WORK INSTRUCTIONS: Retrieve all lines below that have the string "BaseRecord".

RECORDS SHOWN:
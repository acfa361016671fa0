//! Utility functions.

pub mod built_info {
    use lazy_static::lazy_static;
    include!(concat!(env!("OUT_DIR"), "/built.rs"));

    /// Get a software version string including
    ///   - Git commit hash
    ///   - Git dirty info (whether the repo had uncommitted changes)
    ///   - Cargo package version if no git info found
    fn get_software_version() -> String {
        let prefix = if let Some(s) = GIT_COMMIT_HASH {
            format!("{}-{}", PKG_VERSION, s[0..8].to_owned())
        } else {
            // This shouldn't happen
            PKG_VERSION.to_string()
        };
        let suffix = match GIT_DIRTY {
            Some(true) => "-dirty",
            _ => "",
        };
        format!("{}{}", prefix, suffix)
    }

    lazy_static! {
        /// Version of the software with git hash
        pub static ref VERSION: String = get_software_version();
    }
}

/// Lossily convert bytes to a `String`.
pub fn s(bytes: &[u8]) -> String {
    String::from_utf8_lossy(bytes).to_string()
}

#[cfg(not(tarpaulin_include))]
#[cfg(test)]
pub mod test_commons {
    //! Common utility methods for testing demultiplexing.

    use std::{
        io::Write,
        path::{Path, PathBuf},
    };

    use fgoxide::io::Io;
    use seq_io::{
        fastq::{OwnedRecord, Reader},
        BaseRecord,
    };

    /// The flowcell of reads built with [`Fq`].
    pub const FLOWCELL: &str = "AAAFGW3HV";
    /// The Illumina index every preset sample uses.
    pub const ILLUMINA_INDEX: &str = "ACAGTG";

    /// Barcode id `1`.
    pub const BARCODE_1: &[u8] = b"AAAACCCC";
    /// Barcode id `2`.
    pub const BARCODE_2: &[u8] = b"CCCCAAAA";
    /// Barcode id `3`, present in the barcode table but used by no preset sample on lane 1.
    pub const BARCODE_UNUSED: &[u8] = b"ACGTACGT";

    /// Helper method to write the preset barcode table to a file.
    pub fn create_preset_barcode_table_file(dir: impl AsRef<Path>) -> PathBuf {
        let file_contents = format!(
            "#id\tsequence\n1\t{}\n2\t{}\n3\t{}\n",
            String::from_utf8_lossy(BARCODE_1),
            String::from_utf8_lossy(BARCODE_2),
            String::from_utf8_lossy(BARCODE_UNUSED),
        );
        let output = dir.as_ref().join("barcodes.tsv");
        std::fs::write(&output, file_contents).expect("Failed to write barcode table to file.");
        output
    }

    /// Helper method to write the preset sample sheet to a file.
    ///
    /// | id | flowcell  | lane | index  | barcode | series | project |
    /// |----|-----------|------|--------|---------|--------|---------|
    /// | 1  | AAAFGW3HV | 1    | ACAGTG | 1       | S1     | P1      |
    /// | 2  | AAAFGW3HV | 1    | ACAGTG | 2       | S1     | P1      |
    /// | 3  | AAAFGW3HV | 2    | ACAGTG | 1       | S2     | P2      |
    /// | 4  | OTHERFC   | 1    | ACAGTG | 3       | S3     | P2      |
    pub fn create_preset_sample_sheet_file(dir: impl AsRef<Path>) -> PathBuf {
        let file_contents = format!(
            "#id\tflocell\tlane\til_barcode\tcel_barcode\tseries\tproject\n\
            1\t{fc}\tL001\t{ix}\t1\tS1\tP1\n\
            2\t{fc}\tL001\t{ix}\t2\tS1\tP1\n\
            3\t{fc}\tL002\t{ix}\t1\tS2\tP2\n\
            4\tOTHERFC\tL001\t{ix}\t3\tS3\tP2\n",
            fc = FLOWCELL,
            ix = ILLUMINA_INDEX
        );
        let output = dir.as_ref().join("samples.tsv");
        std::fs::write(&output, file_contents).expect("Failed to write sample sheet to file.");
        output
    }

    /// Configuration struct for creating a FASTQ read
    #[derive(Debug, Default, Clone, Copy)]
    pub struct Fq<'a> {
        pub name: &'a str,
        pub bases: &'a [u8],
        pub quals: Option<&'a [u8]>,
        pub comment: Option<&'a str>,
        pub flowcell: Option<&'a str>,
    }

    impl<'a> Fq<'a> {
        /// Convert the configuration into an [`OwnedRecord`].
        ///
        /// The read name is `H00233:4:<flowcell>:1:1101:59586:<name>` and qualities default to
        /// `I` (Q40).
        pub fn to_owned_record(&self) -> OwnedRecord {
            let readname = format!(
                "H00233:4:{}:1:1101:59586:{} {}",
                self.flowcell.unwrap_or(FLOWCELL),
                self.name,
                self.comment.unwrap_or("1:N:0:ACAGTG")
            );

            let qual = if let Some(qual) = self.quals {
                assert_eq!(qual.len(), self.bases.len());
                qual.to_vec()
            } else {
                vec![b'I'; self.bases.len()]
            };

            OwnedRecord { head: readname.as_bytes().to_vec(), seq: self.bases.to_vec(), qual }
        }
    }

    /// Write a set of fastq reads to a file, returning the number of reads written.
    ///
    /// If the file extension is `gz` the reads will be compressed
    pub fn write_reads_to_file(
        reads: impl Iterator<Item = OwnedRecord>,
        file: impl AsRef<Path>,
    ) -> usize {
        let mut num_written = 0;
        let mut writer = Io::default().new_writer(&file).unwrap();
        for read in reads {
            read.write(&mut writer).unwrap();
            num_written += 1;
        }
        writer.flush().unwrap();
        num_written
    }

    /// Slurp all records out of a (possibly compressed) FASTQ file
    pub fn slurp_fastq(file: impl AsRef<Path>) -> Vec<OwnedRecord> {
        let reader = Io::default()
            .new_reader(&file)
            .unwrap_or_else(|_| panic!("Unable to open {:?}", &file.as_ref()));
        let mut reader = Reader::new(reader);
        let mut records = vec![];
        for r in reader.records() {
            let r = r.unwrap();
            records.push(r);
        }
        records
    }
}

--

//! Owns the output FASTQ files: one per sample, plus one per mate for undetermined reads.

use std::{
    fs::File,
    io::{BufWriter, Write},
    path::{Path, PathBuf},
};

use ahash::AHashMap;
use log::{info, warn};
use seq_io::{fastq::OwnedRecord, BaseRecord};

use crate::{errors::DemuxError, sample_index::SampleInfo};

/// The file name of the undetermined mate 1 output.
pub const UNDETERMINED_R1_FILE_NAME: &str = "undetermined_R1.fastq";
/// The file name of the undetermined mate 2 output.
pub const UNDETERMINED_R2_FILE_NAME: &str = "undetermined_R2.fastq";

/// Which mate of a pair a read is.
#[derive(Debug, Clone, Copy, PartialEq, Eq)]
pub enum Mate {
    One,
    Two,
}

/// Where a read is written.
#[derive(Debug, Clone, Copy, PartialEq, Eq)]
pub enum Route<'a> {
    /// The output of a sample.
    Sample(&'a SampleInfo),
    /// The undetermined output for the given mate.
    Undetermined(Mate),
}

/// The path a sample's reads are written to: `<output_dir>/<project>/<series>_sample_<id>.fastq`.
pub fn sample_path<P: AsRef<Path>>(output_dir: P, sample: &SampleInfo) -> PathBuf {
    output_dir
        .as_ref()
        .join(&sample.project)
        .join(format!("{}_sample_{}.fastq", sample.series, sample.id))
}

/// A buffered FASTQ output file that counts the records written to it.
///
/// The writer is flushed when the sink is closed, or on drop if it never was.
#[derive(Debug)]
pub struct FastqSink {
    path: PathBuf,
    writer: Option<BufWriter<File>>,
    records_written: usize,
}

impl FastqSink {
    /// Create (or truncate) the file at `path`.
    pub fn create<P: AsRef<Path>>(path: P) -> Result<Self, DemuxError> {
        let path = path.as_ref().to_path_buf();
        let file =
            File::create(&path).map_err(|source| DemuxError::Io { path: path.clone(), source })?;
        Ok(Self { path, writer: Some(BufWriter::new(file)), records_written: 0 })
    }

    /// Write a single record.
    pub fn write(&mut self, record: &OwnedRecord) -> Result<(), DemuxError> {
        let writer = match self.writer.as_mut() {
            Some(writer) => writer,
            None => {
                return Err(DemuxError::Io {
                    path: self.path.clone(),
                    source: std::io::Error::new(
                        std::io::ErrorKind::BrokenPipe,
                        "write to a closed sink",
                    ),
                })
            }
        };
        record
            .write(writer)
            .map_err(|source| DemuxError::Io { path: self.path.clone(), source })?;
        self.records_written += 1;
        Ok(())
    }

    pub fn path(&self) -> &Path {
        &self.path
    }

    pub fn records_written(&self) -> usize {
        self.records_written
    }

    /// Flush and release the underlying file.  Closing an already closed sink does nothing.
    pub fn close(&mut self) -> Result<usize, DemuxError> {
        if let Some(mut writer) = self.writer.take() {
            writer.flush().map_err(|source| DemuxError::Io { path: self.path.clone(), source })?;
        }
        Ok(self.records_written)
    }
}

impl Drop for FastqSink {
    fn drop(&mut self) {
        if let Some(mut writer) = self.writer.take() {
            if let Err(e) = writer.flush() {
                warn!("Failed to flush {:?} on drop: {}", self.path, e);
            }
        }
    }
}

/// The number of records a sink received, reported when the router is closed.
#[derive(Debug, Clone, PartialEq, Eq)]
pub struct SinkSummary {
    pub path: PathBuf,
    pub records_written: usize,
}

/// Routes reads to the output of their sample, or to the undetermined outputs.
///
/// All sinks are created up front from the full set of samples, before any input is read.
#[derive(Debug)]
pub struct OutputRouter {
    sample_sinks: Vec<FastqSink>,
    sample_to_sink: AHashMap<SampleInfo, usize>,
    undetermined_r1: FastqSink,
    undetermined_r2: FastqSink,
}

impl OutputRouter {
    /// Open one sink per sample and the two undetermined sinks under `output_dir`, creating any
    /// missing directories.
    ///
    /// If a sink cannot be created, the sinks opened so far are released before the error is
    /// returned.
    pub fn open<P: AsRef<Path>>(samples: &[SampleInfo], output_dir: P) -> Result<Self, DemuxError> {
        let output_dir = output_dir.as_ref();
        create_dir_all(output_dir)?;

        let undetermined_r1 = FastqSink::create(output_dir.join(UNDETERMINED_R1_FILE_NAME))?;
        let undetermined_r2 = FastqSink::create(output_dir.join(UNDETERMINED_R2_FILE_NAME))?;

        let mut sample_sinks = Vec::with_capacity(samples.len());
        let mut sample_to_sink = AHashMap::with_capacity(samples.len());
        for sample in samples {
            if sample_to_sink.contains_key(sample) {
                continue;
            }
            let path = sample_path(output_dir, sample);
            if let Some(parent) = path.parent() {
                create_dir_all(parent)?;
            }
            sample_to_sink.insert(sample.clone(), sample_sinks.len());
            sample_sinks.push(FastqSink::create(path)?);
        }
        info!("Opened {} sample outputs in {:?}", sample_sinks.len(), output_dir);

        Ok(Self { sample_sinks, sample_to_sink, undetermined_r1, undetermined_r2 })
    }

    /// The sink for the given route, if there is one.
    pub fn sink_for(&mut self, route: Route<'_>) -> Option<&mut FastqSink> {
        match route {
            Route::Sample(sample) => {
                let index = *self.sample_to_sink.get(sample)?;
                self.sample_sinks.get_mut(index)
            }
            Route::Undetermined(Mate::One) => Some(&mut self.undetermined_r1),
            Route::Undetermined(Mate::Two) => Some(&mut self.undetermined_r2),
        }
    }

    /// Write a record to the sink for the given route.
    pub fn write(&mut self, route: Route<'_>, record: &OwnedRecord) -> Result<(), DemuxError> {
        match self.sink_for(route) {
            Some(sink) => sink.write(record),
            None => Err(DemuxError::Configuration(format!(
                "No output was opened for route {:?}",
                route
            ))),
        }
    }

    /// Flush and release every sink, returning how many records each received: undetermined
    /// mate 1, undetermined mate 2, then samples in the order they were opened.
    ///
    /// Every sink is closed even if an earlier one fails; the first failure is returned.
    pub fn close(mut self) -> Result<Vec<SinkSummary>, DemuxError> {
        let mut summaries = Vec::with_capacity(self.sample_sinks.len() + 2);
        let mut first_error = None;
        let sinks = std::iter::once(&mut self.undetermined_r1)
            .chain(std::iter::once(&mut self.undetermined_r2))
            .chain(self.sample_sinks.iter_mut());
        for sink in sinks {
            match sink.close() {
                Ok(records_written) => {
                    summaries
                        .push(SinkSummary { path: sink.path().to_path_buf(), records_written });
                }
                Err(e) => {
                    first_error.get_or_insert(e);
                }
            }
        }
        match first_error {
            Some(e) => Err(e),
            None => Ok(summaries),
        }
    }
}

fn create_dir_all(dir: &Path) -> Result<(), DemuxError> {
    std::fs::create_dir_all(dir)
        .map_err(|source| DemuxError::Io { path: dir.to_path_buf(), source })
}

THE ANSWER:
        BaseRecord,
use seq_io::{fastq::OwnedRecord, BaseRecord};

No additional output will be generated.